[Stored data]
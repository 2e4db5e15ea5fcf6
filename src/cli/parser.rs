//! Command-line interface definition.
//!
//! Clap derives the whole surface from these types; the value parsers in
//! [`super::validation`] reject bad arguments before any configuration is
//! loaded.

use clap::{Parser, Subcommand, ValueEnum};
use std::path::PathBuf;

// Build metadata baked in by shadow-rs for --version output
use shadow_rs::shadow;
shadow!(build);

/// An API server for managing projects across organizations
#[derive(Parser, Debug)]
#[command(name = "brigade")]
#[command(about = "An API server for managing projects across organizations")]
#[command(long_about = "
Brigade serves organization-scoped project CRUD endpoints behind OAuth2
bearer token authentication, backed by Postgres.

EXAMPLES:
    # Serve with the layered TOML configuration
    brigade serve

    # Bind to all interfaces on a custom port
    brigade serve --host 0.0.0.0 --port 8080

    # Check configuration without starting the server
    brigade serve --dry-run

    # Apply pending database migrations
    brigade migrate

    # Revert the two most recent migrations
    brigade migrate --rollback 2
")]
#[command(version = build::CLAP_LONG_VERSION)]
pub struct Cli {
    #[command(subcommand)]
    pub command: Option<Commands>,

    /// Load exactly this TOML file instead of the layered config
    /// directory. Must point at a readable file.
    #[arg(short, long, value_name = "FILE", value_parser = super::validation::validate_config_file_path)]
    pub config: Option<PathBuf>,

    /// Force a specific environment instead of reading BRIGADE_APP_ENV.
    /// Decides which {environment}.toml layer is loaded.
    #[arg(short, long, value_enum)]
    pub env: Option<Environment>,

    /// Raise log output to debug level
    #[arg(short, long)]
    pub verbose: bool,

    /// Reduce log output to errors only
    #[arg(short, long, conflicts_with = "verbose")]
    pub quiet: bool,
}

#[derive(Subcommand, Debug)]
pub enum Commands {
    /// Start the HTTP server (the default when no subcommand is given)
    Serve {
        /// Interface to bind, e.g. 127.0.0.1 for local access or 0.0.0.0
        /// for all interfaces
        #[arg(long, value_name = "ADDRESS", value_parser = super::validation::validate_host_address)]
        host: Option<String>,

        /// TCP port to listen on (1-65535; ports below 1024 need root)
        #[arg(short, long, value_name = "PORT", value_parser = super::validation::validate_port)]
        port: Option<u16>,

        /// Log level for this run; beats the config file and the global
        /// --verbose/--quiet flags
        #[arg(long, value_enum)]
        log_level: Option<LogLevel>,

        /// Validate configuration and exit without binding
        #[arg(long)]
        dry_run: bool,
    },
    /// Apply, preview or revert database schema migrations
    Migrate {
        /// List pending migrations without applying them
        #[arg(long, conflicts_with = "rollback")]
        dry_run: bool,

        /// Revert this many of the most recent migrations (1-100)
        #[arg(long, value_name = "STEPS", conflicts_with = "dry_run", value_parser = super::validation::validate_rollback_steps)]
        rollback: Option<u32>,
    },
}

#[derive(ValueEnum, Clone, Debug)]
pub enum Environment {
    #[value(name = "development", alias = "dev")]
    Development,
    #[value(name = "test")]
    Test,
    #[value(name = "staging")]
    Staging,
    #[value(name = "production", alias = "prod")]
    Production,
}

#[derive(ValueEnum, Clone, Debug)]
pub enum LogLevel {
    #[value(name = "error")]
    Error,
    #[value(name = "warn", alias = "warning")]
    Warn,
    #[value(name = "info")]
    Info,
    #[value(name = "debug")]
    Debug,
    #[value(name = "trace")]
    Trace,
}

impl LogLevel {
    pub fn as_str(&self) -> &'static str {
        match self {
            LogLevel::Error => "error",
            LogLevel::Warn => "warn",
            LogLevel::Info => "info",
            LogLevel::Debug => "debug",
            LogLevel::Trace => "trace",
        }
    }
}

impl Cli {
    /// Cross-argument checks clap cannot express.
    ///
    /// Parsed invocations already satisfy the per-value parsers and the
    /// `conflicts_with` rules; this guards combinations of otherwise valid
    /// values, and hand-built `Cli` values in tests.
    pub fn validate(&self) -> Result<(), String> {
        if self.verbose && self.quiet {
            return Err("--verbose and --quiet are mutually exclusive".to_string());
        }

        match &self.command {
            Some(Commands::Serve { host, port, .. }) => {
                if let Some(host) = host
                    && host == "0.0.0.0"
                    && port.is_some_and(|p| p < 1024)
                {
                    return Err(
                        "Binding 0.0.0.0 to a privileged port (< 1024) requires root privileges"
                            .to_string(),
                    );
                }
            }
            Some(Commands::Migrate { dry_run, rollback }) => {
                if *dry_run && rollback.is_some() {
                    return Err("--dry-run and --rollback are mutually exclusive".to_string());
                }
            }
            None => {}
        }

        Ok(())
    }
}

impl From<LogLevel> for String {
    fn from(level: LogLevel) -> Self {
        level.as_str().to_string()
    }
}

impl From<Environment> for crate::config::Environment {
    fn from(env: Environment) -> Self {
        match env {
            Environment::Development => crate::config::Environment::Development,
            Environment::Test => crate::config::Environment::Test,
            Environment::Staging => crate::config::Environment::Staging,
            Environment::Production => crate::config::Environment::Production,
        }
    }
}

| WHAT TO DO |
Would you write the records out again, word for word?

| SOLVED EXERCISE |
repository 2e4db5e15ea5fcf6
filename src/cli/parser.rs
//! Command-line interface definition.
//!
//! Clap derives the whole surface from these types; the value parsers in
//! [`super::validation`] reject bad arguments before any configuration is
//! loaded.

use clap::{Parser, Subcommand, ValueEnum};
use std::path::PathBuf;

// Build metadata baked in by shadow-rs for --version output
use shadow_rs::shadow;
shadow!(build);

/// An API server for managing projects across organizations
#[derive(Parser, Debug)]
#[command(name = "brigade")]
#[command(about = "An API server for managing projects across organizations")]
#[command(long_about = "
Brigade serves organization-scoped project CRUD endpoints behind OAuth2
bearer token authentication, backed by Postgres.

EXAMPLES:
    # Serve with the layered TOML configuration
    brigade serve

    # Bind to all interfaces on a custom port
    brigade serve --host 0.0.0.0 --port 8080

    # Check configuration without starting the server
    brigade serve --dry-run

    # Apply pending database migrations
    brigade migrate

    # Revert the two most recent migrations
    brigade migrate --rollback 2
")]
#[command(version = build::CLAP_LONG_VERSION)]
pub struct Cli {
    #[command(subcommand)]
    pub command: Option<Commands>,

    /// Load exactly this TOML file instead of the layered config
    /// directory. Must point at a readable file.
    #[arg(short, long, value_name = "FILE", value_parser = super::validation::validate_config_file_path)]
    pub config: Option<PathBuf>,

    /// Force a specific environment instead of reading BRIGADE_APP_ENV.
    /// Decides which {environment}.toml layer is loaded.
    #[arg(short, long, value_enum)]
    pub env: Option<Environment>,

    /// Raise log output to debug level
    #[arg(short, long)]
    pub verbose: bool,

    /// Reduce log output to errors only
    #[arg(short, long, conflicts_with = "verbose")]
    pub quiet: bool,
}

#[derive(Subcommand, Debug)]
pub enum Commands {
    /// Start the HTTP server (the default when no subcommand is given)
    Serve {
        /// Interface to bind, e.g. 127.0.0.1 for local access or 0.0.0.0
        /// for all interfaces
        #[arg(long, value_name = "ADDRESS", value_parser = super::validation::validate_host_address)]
        host: Option<String>,

        /// TCP port to listen on (1-65535; ports below 1024 need root)
        #[arg(short, long, value_name = "PORT", value_parser = super::validation::validate_port)]
        port: Option<u16>,

        /// Log level for this run; beats the config file and the global
        /// --verbose/--quiet flags
        #[arg(long, value_enum)]
        log_level: Option<LogLevel>,

        /// Validate configuration and exit without binding
        #[arg(long)]
        dry_run: bool,
    },
    /// Apply, preview or revert database schema migrations
    Migrate {
        /// List pending migrations without applying them
        #[arg(long, conflicts_with = "rollback")]
        dry_run: bool,

        /// Revert this many of the most recent migrations (1-100)
        #[arg(long, value_name = "STEPS", conflicts_with = "dry_run", value_parser = super::validation::validate_rollback_steps)]
        rollback: Option<u32>,
    },
}

#[derive(ValueEnum, Clone, Debug)]
pub enum Environment {
    #[value(name = "development", alias = "dev")]
    Development,
    #[value(name = "test")]
    Test,
    #[value(name = "staging")]
    Staging,
    #[value(name = "production", alias = "prod")]
    Production,
}

#[derive(ValueEnum, Clone, Debug)]
pub enum LogLevel {
    #[value(name = "error")]
    Error,
    #[value(name = "warn", alias = "warning")]
    Warn,
    #[value(name = "info")]
    Info,
    #[value(name = "debug")]
    Debug,
    #[value(name = "trace")]
    Trace,
}

impl LogLevel {
    pub fn as_str(&self) -> &'static str {
        match self {
            LogLevel::Error => "error",
            LogLevel::Warn => "warn",
            LogLevel::Info => "info",
            LogLevel::Debug => "debug",
            LogLevel::Trace => "trace",
        }
    }
}

impl Cli {
    /// Cross-argument checks clap cannot express.
    ///
    /// Parsed invocations already satisfy the per-value parsers and the
    /// `conflicts_with` rules; this guards combinations of otherwise valid
    /// values, and hand-built `Cli` values in tests.
    pub fn validate(&self) -> Result<(), String> {
        if self.verbose && self.quiet {
            return Err("--verbose and --quiet are mutually exclusive".to_string());
        }

        match &self.command {
            Some(Commands::Serve { host, port, .. }) => {
                if let Some(host) = host
                    && host == "0.0.0.0"
                    && port.is_some_and(|p| p < 1024)
                {
                    return Err(
                        "Binding 0.0.0.0 to a privileged port (< 1024) requires root privileges"
                            .to_string(),
                    );
                }
            }
            Some(Commands::Migrate { dry_run, rollback }) => {
                if *dry_run && rollback.is_some() {
                    return Err("--dry-run and --rollback are mutually exclusive".to_string());
                }
            }
            None => {}
        }

        Ok(())
    }
}

impl From<LogLevel> for String {
    fn from(level: LogLevel) -> Self {
        level.as_str().to_string()
    }
}

impl From<Environment> for crate::config::Environment {
    fn from(env: Environment) -> Self {
        match env {
            Environment::Development => crate::config::Environment::Development,
            Environment::Test => crate::config::Environment::Test,
            Environment::Staging => crate::config::Environment::Staging,
            Environment::Production => crate::config::Environment::Production,
        }
    }
}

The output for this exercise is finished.